Resolves YES on the option that bounds the year this resolves in most tightly e.g. option 2 <2027 if this resolves yes in 2026.
When will a model pass the below described test:
When are model self-reports informative about sentience? Let's check with world-model reports
If an LM could reliably report when it has a robust, causal world model for arbitrary games, this would be strong evidence that the LM can describe high-level properties of its own cognition.

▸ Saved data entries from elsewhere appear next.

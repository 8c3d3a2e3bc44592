//! Parser.

use crate::{
    definition::{ParseAction, ParseTable},
    derivation::{Derivation, Step},
};

/// A trait for abstracting token symbols.
pub trait Token<TSym> {
    fn as_symbol(&self) -> TSym;
}

/// The shift-reduce parser driven based on a parse table.
///
/// The parser itself holds no per-input state, so one instance can run any
/// number of parses.
#[derive(Debug)]
pub struct Parser<TDef> {
    definition: TDef,
}

impl<TDef> Parser<TDef>
where
    TDef: ParseTable,
{
    /// Create an instance of `Parser` using the specified parse table.
    pub fn new(definition: TDef) -> Self {
        Self { definition }
    }

    pub fn definition(&self) -> &TDef {
        &self.definition
    }

    /// Run the table over `tokens`, followed by the end of input.
    ///
    /// The first token without an action aborts the parse. Its position is
    /// reported in the error, where the end of input counts as the position
    /// right after the last token.
    pub fn parse<I>(
        &self,
        tokens: I,
    ) -> Result<Derivation<TDef::Reduce>, ParseError<TDef::State>>
    where
        I: IntoIterator,
        I::Item: Token<TDef::Symbol>,
    {
        let _span = tracing::trace_span!("parse").entered();

        let mut tokens = tokens.into_iter();
        let mut lookahead = tokens.next();
        let mut index = 0;
        let mut state_stack = vec![self.definition.initial_state()];
        let mut derivation = Derivation::default();

        loop {
            let current = *state_stack
                .last()
                .ok_or(ParseError::StackUnderflow { index })?;
            let symbol = lookahead.as_ref().map(|t| t.as_symbol());

            match self.definition.action(current, symbol) {
                ParseAction::Shift(next) => {
                    if lookahead.is_none() {
                        // the end of input is never consumed
                        return Err(ParseError::Syntax {
                            index,
                            state: current,
                        });
                    }
                    tracing::trace!(index, "shift");
                    state_stack.push(next);
                    derivation.steps.push(Step::Shift);
                    lookahead = tokens.next();
                    index += 1;
                }

                ParseAction::Reduce {
                    production,
                    head,
                    arity,
                } => {
                    tracing::trace!(index, arity, "reduce");
                    let at = state_stack
                        .len()
                        .checked_sub(arity)
                        .filter(|at| *at > 0)
                        .ok_or(ParseError::StackUnderflow { index })?;
                    state_stack.truncate(at);

                    let top = state_stack[at - 1];
                    let next = self
                        .definition
                        .goto(top, head)
                        .ok_or(ParseError::MissingGoto { index, state: top })?;
                    state_stack.push(next);

                    derivation.reductions.push(production);
                    derivation.steps.push(Step::Reduce { arity });
                }

                ParseAction::Accept => {
                    tracing::trace!(index, "accept");
                    derivation.steps.push(Step::Accept);
                    return Ok(derivation);
                }

                ParseAction::Error => {
                    tracing::trace!(index, "no action");
                    return Err(ParseError::Syntax {
                        index,
                        state: current,
                    });
                }
            }
        }
    }
}

#[derive(Debug, thiserror::Error, PartialEq, Eq)]
#[non_exhaustive]
pub enum ParseError<S> {
    /// The token at `index` has no action in `state`.
    #[error("unexpected token at index {index}")]
    Syntax { index: usize, state: S },

    /// The table has no goto entry from `state` for the reduced head.
    #[error("missing goto entry while reducing before token {index}")]
    MissingGoto { index: usize, state: S },

    #[error("state stack underflow before token {index}")]
    StackUnderflow { index: usize },
}

impl<S> ParseError<S> {
    /// The position of the token where the parse stopped.
    pub fn index(&self) -> usize {
        match self {
            Self::Syntax { index, .. }
            | Self::MissingGoto { index, .. }
            | Self::StackUnderflow { index } => *index,
        }
    }
}

#[cfg(test)]
mod tests {
    use super::*;

    // S -> a S | b
    //
    // 0: S' -> . S        a: s2  b: s3  S: 1
    // 1: S' -> S .        $: accept
    // 2: S -> a . S       a: s2  b: s3  S: 4
    // 3: S -> b .         $: r(S -> b)
    // 4: S -> a S .       $: r(S -> a S)
    struct Table;

    impl ParseTable for Table {
        type State = u8;
        type Symbol = char;
        type Nonterminal = char;
        type Reduce = &'static str;

        fn initial_state(&self) -> u8 {
            0
        }

        fn action(&self, current: u8, lookahead: Option<char>) -> ParseAction<u8, char, &'static str> {
            match (current, lookahead) {
                (0 | 2, Some('a')) => ParseAction::Shift(2),
                (0 | 2, Some('b')) => ParseAction::Shift(3),
                (1, None) => ParseAction::Accept,
                (3, None) => ParseAction::Reduce {
                    production: "S -> b",
                    head: 'S',
                    arity: 1,
                },
                (4, None) => ParseAction::Reduce {
                    production: "S -> a S",
                    head: 'S',
                    arity: 2,
                },
                _ => ParseAction::Error,
            }
        }

        fn goto(&self, current: u8, nonterminal: char) -> Option<u8> {
            match (current, nonterminal) {
                (0, 'S') => Some(1),
                (2, 'S') => Some(4),
                _ => None,
            }
        }
    }

    impl Token<char> for char {
        fn as_symbol(&self) -> char {
            *self
        }
    }

    #[test]
    fn produces_reverse_rightmost_derivation() {
        let parser = Parser::new(Table);
        let derivation = parser.parse("aab".chars()).unwrap();
        assert_eq!(derivation.reductions, ["S -> b", "S -> a S", "S -> a S"]);
        assert_eq!(
            derivation.steps,
            [
                Step::Shift,
                Step::Shift,
                Step::Shift,
                Step::Reduce { arity: 1 },
                Step::Reduce { arity: 2 },
                Step::Reduce { arity: 2 },
                Step::Accept,
            ]
        );
    }

    #[test]
    fn reports_the_first_offending_token() {
        let parser = Parser::new(&Table);
        assert_eq!(
            parser.parse("aba".chars()).unwrap_err(),
            ParseError::Syntax { index: 2, state: 3 }
        );
        assert_eq!(
            parser.parse("baab".chars()).unwrap_err(),
            ParseError::Syntax { index: 1, state: 3 }
        );
        // running out of input counts as the token after the last one
        assert_eq!(parser.parse("aa".chars()).unwrap_err().index(), 2);
        assert_eq!(parser.parse("".chars()).unwrap_err().index(), 0);
    }
}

In particular, IF the LM accurately predicted itself having such world models while varying all of: game training data quantity in corpus, human vs model skill, the average human’s game competency, THEN we would have an existence proof that confounds of the type plaguing sentience reports (how humans talk about sentience, the fact that all humans have it, …) have been overcome in another domain.
Details of the test:
Train an LM on various alignment protocols, do general self-consistency training, … we allow any training which does not involve reporting on a models own gameplay abilities
Curate a dataset of various games, dynamical systems, etc.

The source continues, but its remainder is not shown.